• [PROBLEM TO WORK ON]
Some of the lines below need repeating. Reproduce exactly those between the lines holding "filename crates/normas-core/src/lib.rs" and "#[derive(Debug, Clone, Copy, PartialEq, Eq, Hash)]", inclusive.
SUPPLIED ENTRIES Block Start
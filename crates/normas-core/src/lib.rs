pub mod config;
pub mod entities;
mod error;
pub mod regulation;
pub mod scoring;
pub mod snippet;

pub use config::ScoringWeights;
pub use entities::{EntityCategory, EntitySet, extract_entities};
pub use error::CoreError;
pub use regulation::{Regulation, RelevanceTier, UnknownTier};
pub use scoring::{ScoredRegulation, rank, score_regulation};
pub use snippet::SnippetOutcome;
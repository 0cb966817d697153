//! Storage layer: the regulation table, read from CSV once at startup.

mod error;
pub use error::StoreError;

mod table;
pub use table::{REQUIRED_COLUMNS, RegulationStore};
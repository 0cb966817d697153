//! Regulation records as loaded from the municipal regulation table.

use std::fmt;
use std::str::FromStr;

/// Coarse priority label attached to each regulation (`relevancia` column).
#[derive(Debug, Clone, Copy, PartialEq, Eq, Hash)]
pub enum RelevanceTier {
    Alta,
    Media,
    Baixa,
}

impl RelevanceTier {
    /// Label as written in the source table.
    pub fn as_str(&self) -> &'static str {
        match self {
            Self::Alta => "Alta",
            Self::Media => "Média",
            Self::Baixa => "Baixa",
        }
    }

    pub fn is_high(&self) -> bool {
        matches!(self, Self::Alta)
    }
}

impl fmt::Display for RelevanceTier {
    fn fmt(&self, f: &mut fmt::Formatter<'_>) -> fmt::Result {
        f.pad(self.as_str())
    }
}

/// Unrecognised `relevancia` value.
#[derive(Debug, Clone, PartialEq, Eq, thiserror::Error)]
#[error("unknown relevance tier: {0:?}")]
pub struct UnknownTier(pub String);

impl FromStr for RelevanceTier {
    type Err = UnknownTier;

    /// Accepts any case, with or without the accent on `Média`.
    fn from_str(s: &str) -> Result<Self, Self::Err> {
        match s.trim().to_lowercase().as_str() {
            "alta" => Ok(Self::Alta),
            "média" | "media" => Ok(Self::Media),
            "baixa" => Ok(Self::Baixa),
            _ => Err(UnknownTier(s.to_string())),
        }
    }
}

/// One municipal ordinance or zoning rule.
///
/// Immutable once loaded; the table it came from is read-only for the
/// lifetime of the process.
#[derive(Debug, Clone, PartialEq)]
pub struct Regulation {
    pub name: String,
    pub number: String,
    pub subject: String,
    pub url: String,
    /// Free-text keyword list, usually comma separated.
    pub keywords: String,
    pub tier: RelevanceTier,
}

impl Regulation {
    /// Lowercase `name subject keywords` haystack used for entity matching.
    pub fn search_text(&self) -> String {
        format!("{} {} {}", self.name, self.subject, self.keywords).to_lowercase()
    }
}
SUPPLIED ENTRIES Block End
SUPPLIED ENTRIES Block Start
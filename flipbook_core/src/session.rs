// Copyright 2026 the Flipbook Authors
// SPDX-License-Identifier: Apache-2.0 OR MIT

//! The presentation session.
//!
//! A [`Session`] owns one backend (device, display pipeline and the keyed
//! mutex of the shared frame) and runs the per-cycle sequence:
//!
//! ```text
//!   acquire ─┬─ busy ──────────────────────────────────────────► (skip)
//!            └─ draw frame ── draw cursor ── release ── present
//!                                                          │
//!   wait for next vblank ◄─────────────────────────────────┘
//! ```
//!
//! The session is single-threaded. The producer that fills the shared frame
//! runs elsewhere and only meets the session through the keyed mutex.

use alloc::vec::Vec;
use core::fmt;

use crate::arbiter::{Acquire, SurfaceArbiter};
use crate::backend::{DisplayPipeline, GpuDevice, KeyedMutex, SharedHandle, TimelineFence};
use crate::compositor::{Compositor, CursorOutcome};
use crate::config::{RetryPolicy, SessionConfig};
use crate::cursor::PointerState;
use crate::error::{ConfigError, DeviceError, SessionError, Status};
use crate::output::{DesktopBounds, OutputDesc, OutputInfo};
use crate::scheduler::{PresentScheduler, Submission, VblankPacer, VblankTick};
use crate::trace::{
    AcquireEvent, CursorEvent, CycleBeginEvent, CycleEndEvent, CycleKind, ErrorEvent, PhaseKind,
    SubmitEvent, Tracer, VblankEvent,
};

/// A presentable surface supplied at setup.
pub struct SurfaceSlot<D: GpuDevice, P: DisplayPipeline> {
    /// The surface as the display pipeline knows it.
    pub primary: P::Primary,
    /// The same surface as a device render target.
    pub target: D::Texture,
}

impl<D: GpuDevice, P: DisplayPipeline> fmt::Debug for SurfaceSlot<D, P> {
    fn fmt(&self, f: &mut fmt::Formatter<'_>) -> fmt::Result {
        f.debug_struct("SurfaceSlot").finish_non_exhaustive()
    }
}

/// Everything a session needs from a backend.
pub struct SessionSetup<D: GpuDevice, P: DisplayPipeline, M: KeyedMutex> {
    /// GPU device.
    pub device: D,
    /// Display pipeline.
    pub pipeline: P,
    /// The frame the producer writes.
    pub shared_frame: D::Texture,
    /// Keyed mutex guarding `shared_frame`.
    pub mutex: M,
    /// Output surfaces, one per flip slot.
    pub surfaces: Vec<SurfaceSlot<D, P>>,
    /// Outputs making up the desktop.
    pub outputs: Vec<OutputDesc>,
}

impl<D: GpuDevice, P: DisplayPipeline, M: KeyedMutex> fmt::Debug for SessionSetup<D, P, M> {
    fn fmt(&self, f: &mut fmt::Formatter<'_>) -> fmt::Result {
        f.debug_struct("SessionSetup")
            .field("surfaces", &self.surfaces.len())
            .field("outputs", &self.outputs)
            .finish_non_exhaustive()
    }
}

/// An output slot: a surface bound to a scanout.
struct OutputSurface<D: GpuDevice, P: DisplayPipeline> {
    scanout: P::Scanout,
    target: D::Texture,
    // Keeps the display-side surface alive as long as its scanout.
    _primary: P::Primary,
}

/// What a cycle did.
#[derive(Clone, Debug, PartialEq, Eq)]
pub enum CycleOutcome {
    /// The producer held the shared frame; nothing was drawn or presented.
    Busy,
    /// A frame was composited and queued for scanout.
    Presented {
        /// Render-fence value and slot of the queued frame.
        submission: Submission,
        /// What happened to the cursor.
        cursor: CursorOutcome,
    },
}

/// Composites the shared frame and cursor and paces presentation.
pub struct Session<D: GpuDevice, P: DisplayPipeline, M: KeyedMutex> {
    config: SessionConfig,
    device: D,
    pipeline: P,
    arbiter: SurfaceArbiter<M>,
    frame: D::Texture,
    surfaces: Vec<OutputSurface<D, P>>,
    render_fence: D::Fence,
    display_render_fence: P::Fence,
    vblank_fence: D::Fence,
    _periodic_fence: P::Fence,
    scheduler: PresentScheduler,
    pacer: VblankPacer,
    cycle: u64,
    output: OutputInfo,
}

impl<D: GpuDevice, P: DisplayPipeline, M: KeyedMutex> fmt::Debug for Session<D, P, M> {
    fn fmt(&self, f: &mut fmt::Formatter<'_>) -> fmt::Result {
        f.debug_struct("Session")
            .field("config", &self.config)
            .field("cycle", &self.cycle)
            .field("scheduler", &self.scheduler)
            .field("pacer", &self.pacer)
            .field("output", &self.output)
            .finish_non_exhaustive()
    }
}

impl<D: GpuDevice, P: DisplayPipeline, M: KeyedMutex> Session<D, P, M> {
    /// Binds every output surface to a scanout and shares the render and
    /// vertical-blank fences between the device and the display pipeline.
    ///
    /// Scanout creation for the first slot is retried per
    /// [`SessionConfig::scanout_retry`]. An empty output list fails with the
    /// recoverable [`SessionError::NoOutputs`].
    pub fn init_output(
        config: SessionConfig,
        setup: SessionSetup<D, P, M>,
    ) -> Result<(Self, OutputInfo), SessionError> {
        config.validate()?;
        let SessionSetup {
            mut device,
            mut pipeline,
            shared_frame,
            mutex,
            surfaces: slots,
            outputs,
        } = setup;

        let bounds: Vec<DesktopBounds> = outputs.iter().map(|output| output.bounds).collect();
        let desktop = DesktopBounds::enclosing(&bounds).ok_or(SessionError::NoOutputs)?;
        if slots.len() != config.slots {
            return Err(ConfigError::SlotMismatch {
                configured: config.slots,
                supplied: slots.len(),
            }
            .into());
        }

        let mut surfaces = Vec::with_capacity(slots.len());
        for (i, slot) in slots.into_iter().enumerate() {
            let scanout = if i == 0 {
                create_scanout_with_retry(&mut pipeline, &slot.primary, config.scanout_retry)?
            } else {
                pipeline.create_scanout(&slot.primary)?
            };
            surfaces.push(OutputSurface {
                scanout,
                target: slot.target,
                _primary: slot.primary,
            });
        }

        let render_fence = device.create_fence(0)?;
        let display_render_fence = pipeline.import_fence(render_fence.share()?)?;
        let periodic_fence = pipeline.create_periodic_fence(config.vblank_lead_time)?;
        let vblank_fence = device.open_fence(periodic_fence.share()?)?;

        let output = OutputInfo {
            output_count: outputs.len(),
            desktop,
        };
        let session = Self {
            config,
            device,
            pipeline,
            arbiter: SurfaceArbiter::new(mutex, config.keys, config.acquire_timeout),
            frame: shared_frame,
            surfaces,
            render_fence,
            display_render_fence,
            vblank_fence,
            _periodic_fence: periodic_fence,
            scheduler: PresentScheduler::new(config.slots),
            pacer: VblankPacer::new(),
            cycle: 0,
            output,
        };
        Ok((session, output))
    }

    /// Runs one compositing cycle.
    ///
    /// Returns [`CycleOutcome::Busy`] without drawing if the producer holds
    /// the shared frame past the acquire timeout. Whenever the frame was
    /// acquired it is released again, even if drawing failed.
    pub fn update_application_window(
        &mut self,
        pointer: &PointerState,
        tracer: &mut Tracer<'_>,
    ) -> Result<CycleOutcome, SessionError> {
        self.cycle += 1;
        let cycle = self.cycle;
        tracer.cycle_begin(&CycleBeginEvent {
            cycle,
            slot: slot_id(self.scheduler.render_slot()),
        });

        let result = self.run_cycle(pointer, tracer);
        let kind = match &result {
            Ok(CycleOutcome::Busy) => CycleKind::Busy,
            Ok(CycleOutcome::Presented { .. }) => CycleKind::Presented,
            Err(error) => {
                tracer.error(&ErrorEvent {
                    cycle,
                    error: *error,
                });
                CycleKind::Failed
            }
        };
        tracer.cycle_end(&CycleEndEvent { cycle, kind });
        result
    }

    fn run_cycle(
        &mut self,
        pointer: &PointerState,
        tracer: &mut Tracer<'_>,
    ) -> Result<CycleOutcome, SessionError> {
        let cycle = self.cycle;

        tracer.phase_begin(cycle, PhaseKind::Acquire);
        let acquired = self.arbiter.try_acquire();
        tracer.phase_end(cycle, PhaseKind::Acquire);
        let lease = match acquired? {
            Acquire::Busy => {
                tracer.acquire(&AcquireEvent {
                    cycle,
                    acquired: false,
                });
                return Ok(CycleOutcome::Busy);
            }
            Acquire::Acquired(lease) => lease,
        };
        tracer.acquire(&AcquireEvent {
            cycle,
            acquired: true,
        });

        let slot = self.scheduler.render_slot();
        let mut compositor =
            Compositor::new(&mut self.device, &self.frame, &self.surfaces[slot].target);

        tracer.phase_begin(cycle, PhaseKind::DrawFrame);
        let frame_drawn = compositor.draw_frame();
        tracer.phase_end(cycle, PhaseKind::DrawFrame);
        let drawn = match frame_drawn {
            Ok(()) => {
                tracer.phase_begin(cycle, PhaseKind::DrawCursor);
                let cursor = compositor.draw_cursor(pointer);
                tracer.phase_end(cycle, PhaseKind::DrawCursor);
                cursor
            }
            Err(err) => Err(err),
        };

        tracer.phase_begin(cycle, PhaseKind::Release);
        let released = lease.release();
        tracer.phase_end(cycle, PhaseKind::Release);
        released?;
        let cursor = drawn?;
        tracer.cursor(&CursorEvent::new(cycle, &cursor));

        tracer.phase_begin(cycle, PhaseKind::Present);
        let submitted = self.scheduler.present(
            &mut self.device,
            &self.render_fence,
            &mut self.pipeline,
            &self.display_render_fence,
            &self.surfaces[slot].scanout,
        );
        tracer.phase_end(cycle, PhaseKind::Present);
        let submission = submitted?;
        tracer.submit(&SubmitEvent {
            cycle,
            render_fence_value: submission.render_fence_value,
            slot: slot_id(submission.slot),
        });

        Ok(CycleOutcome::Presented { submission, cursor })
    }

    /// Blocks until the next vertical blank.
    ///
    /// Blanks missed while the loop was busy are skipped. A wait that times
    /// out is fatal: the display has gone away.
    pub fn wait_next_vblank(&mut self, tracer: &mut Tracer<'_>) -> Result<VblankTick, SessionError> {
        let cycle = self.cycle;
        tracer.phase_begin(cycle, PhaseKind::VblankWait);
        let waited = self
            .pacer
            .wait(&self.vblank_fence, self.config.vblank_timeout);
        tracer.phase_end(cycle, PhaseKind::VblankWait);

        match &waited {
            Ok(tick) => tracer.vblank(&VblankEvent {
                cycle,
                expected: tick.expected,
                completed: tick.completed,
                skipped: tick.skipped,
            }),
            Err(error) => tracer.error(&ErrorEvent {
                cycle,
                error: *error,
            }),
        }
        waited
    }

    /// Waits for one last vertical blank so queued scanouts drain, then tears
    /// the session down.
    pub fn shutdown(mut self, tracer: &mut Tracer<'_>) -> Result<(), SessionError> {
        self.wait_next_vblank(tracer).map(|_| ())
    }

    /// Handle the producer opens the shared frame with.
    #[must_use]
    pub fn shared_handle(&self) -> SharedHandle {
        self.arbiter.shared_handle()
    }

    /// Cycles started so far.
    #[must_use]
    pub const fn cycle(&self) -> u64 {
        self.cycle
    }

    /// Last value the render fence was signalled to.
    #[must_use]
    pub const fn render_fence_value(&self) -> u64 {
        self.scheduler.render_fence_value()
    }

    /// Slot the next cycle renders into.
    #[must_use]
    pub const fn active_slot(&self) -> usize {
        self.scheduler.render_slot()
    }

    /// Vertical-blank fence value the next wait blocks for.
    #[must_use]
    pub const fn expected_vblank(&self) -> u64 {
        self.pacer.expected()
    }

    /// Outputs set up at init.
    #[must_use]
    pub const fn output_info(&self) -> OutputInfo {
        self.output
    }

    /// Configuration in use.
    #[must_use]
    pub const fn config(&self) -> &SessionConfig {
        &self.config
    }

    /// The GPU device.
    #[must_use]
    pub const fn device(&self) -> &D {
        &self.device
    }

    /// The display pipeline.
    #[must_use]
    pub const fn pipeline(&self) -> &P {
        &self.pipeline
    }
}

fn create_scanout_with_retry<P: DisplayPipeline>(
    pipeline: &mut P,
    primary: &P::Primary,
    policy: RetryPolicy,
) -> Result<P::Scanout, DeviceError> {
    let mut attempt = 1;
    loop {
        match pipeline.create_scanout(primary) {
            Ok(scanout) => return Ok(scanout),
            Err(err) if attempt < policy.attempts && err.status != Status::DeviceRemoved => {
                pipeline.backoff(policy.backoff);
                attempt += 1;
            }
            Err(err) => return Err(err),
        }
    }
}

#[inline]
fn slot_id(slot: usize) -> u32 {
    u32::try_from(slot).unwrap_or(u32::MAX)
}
SUPPLIED ENTRIES Block End
• [SOLUTION TO THIS TASK]
filename crates/normas-core/src/lib.rs
pub mod config;
pub mod entities;
mod error;
pub mod regulation;
pub mod scoring;
pub mod snippet;

pub use config::ScoringWeights;
pub use entities::{EntityCategory, EntitySet, extract_entities};
pub use error::CoreError;
pub use regulation::{Regulation, RelevanceTier, UnknownTier};
pub use scoring::{ScoredRegulation, rank, score_regulation};
pub use snippet::SnippetOutcome;
repository 0cb966817d697153
//! Storage layer: the regulation table, read from CSV once at startup.

mod error;
pub use error::StoreError;

mod table;
pub use table::{REQUIRED_COLUMNS, RegulationStore};
repository 0cb966817d697153
//! Regulation records as loaded from the municipal regulation table.

use std::fmt;
use std::str::FromStr;

/// Coarse priority label attached to each regulation (`relevancia` column).
#[derive(Debug, Clone, Copy, PartialEq, Eq, Hash)]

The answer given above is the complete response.